3 Important Nutrition Factors for Post-Run Recovery

3 Important Nutrition Factors for Post-Run Recovery

3 Important Nutrition Factors for Post-Run Recovery

Pre-run and in-run fueling strategies are hot topics among runners. But how about your post-run recovery strategy?

When it comes to recovery, from a nutrition lens, we’re interested in three things:

1. Restoring muscle and liver glycogen stores

2. Replacing fluid and electrolyte losses

3. Promoting muscle repair

Restoring Muscle and Liver Glycogen Stores

Glycogen is a fancy word for stored carbohydrates (carbs), aka, stored energy. We store the majority of our glycogen right in our muscles, and a smaller amount in our liver. The glycogen in our liver is just one of the ways our body expertly regulates blood sugar levels, making sure we don’t get too low from exercise.

As we get further into an endurance event, we start using up more of this stored energy. These stores get depleted the longer an event goes. If we are planning on exercising again soon, replenishing glycogen becomes even more important.


Replacing Fluid and Electrolyte Losses

When we sweat, we lose both water and electrolytes. That’s why most in-race hydration strategies include some form of an electrolyte beverage.

Hydration strategies during a run are different from after the run. During the run, our main priority is to limit our sweat losses to below ~2% of our body weight. We’re not looking to replace everything as we go. It’s expected that when we finish, we will need to replenish and top up our fluid and electrolytes.

Two of the main electrolytes at play here are sodium and potassium. A pound of sweat (about 500 mL) contains anywhere from 80-100mg of potassium and 400-700mg of sodium. Though sweat losses vary from person to person and are influenced by other things like temperature and humidity.

Knowing your sweat rate (how much you sweat per hour of activity) can be a great way to start planning your hydration strategy. Though another, more simple way, is to monitor the colour of your urine. If your urine is light or lemonade coloured, you’re in a pretty good state of hydration, if it’s any darker, take a few big gulps of water.

*If you know your sweat rate, general recommendations include consuming 1.25 – 1.5 L of fluid for every 1 kg of body weight lost in sweat.


Promoting Muscle Repair

 Protein isn’t just for bodybuilders. It’s an essential nutrient for the repair and recovery process of all exercisers and athletes. Endurance athletes need protein to help maintain their strength, their muscle mass, and to repair damaged tissues.

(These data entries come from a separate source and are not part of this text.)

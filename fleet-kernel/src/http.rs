/**
 * API REST FLEET - Serveur HTTP du kernel
 *
 * RÔLE :
 * Vue lecture sur l'état de la flotte (nodes, connexions, qualité réseau) et
 * point d'entrée pour mettre des commandes en file. Le dispatch reste l'affaire
 * de la boucle périodique : POST /commands ne pousse rien directement.
 *
 * ROUTES :
 * - GET  /health                  liveness
 * - GET  /system/health           uptime, connexions, file de commandes, MQTT
 * - GET  /nodes                   liste des nodes
 * - GET  /nodes/{id}              détail + connexion courante
 * - GET  /nodes/{id}/quality      statistiques de latence glissantes
 * - GET  /connections             snapshot des nodes connectés
 * - POST /commands                mise en file
 * - GET  /commands/{id}           état d'une commande
 * - POST /commands/{id}/cancel    annulation (si Queued et annulable)
 */

use crate::connections::ConnectionRegistry;
use crate::error::StoreError;
use crate::health::{HealthTracker, KernelHealth};
use crate::latency::{LatencyStats, QualityTracker};
use crate::models::{Command, CommandId, CommandKind, CommandStatus, ConnectionId, Node, NodeId};
use crate::store::{CommandStore, NodeStore};
use axum::extract::{Path, State};
use axum::http::StatusCode;
use axum::response::{IntoResponse, Response};
use axum::routing::{get, post};
use axum::{Json, Router};
use serde::{Deserialize, Serialize};
use std::sync::Arc;
use tracing::error;

#[derive(Clone)]
pub struct AppState {
    pub registry: Arc<ConnectionRegistry>,
    pub nodes: Arc<dyn NodeStore>,
    pub commands: Arc<dyn CommandStore>,
    pub quality: Arc<QualityTracker>,
    pub health: HealthTracker,
}

/// Erreurs HTTP : 404 / 409 / 400 / 500
#[derive(Debug)]
pub enum ApiError {
    NotFound,
    Conflict(String),
    BadRequest(String),
    Internal(String),
}

impl From<StoreError> for ApiError {
    fn from(e: StoreError) -> Self {
        match e {
            StoreError::NodeNotFound(_) | StoreError::CommandNotFound(_) => ApiError::NotFound,
            StoreError::InvalidTransition { .. } => ApiError::Conflict(e.to_string()),
            other => {
                error!(error = %other, "store error in API handler");
                ApiError::Internal(other.to_string())
            }
        }
    }
}

impl IntoResponse for ApiError {
    fn into_response(self) -> Response {
        let (code, msg) = match self {
            ApiError::NotFound => (StatusCode::NOT_FOUND, "not found".to_string()),
            ApiError::Conflict(m) => (StatusCode::CONFLICT, m),
            ApiError::BadRequest(m) => (StatusCode::BAD_REQUEST, m),
            ApiError::Internal(m) => (StatusCode::INTERNAL_SERVER_ERROR, m),
        };
        (code, Json(serde_json::json!({ "ok": false, "error": msg }))).into_response()
    }
}

#[derive(Debug, Serialize)]
struct NodeView {
    #[serde(flatten)]
    node: Node,
    connection_id: Option<ConnectionId>,
}

#[derive(Debug, Serialize)]
struct ConnectionsView {
    version: u64,
    nodes: Vec<NodeId>,
}

#[derive(Debug, Deserialize)]
struct EnqueueRequest {
    node_id: NodeId,
    kind: CommandKind,
    payload: Option<serde_json::Value>,
}

pub fn build_router(app_state: AppState) -> Router {
    Router::new()
        .route("/health", get(|| async { "ok" }))
        .route("/system/health", get(get_system_health))
        .route("/nodes", get(list_nodes))
        .route("/nodes/{id}", get(get_node))
        .route("/nodes/{id}/quality", get(get_node_quality))
        .route("/connections", get(get_connections))
        .route("/commands", post(enqueue_command))
        .route("/commands/{id}", get(get_command))
        .route("/commands/{id}/cancel", post(cancel_command))
        .with_state(app_state)
}

// GET /system/health
async fn get_system_health(State(app): State<AppState>) -> Result<Json<KernelHealth>, ApiError> {
    let queued_commands = app.commands.count_by_status(CommandStatus::Queued).await?;
    Ok(Json(KernelHealth {
        uptime_seconds: app.health.uptime().as_secs(),
        connected_nodes: app.registry.len(),
        queued_commands,
        tracked_quality_windows: app.quality.tracked_nodes(),
        mqtt_status: app.health.mqtt_status().to_string(),
        mqtt_reconnects: app.health.mqtt_reconnects(),
    }))
}

// GET /nodes
async fn list_nodes(State(app): State<AppState>) -> Result<Json<Vec<NodeView>>, ApiError> {
    let nodes = app.nodes.list().await?;
    let views = nodes
        .into_iter()
        .map(|node| NodeView {
            connection_id: app.registry.try_get(&node.id),
            node,
        })
        .collect();
    Ok(Json(views))
}

// GET /nodes/{id}
async fn get_node(State(app): State<AppState>, Path(id): Path<String>) -> Result<Json<NodeView>, ApiError> {
    let id = NodeId::from(id);
    let node = app.nodes.get(&id).await?.ok_or(ApiError::NotFound)?;
    Ok(Json(NodeView {
        connection_id: app.registry.try_get(&id),
        node,
    }))
}

// GET /nodes/{id}/quality
async fn get_node_quality(
    State(app): State<AppState>,
    Path(id): Path<String>,
) -> Result<Json<LatencyStats>, ApiError> {
    app.quality
        .stats(&NodeId::from(id))
        .map(Json)
        .ok_or(ApiError::NotFound)
}

// GET /connections
async fn get_connections(State(app): State<AppState>) -> Json<ConnectionsView> {
    let version = app.registry.version();
    let snapshot = app.registry.connected_node_ids_snapshot();
    let mut nodes = snapshot.to_vec();
    nodes.sort();
    Json(ConnectionsView { version, nodes })
}

// POST /commands
async fn enqueue_command(
    State(app): State<AppState>,
    Json(req): Json<EnqueueRequest>,
) -> Result<(StatusCode, Json<Command>), ApiError> {
    if app.nodes.get(&req.node_id).await?.is_none() {
        return Err(ApiError::BadRequest(format!("unknown node {}", req.node_id)));
    }
    let command = Command::new(req.node_id, req.kind, req.payload);
    let id = app.commands.enqueue(command).await?;
    let stored = app.commands.get(id).await?.ok_or(ApiError::NotFound)?;
    Ok((StatusCode::CREATED, Json(stored)))
}

fn parse_command_id(raw: &str) -> Result<CommandId, ApiError> {
    CommandId::parse(raw).ok_or_else(|| ApiError::BadRequest(format!("invalid command id {raw}")))
}

// GET /commands/{id}
async fn get_command(State(app): State<AppState>, Path(id): Path<String>) -> Result<Json<Command>, ApiError> {
    let id = parse_command_id(&id)?;
    app.commands.get(id).await?.map(Json).ok_or(ApiError::NotFound)
}

// POST /commands/{id}/cancel
async fn cancel_command(State(app): State<AppState>, Path(id): Path<String>) -> Result<Json<Command>, ApiError> {
    let id = parse_command_id(&id)?;
    Ok(Json(app.commands.cancel(id).await?))
}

Current recommendations for endurance athletes are between 1.2 and 1.7 grams of protein per kg of body weight per day, though it can be higher depending on total activity.


Tying It All Together

When it comes to recovery, a post-run nutrition strategy should include both carbohydrates and protein, along with fluid, sodium, and potassium.

Providing your body with the tools and the nutrients it needs to recover helps it switch from breaking down, to building up. Protein and carbohydrates together allow your muscles to repair and your glycogen to replenish.

Your initial recovery meal or snack should include 15-25 grams of high-quality protein. That’s about one scoop of protein powder, or half a scoop of protein powder shaken in a glass of chocolate milk…yum!

*Chocolate milk is a great recovery drink. It has solid amounts of protein, carbohydrates, sodium, and potassium!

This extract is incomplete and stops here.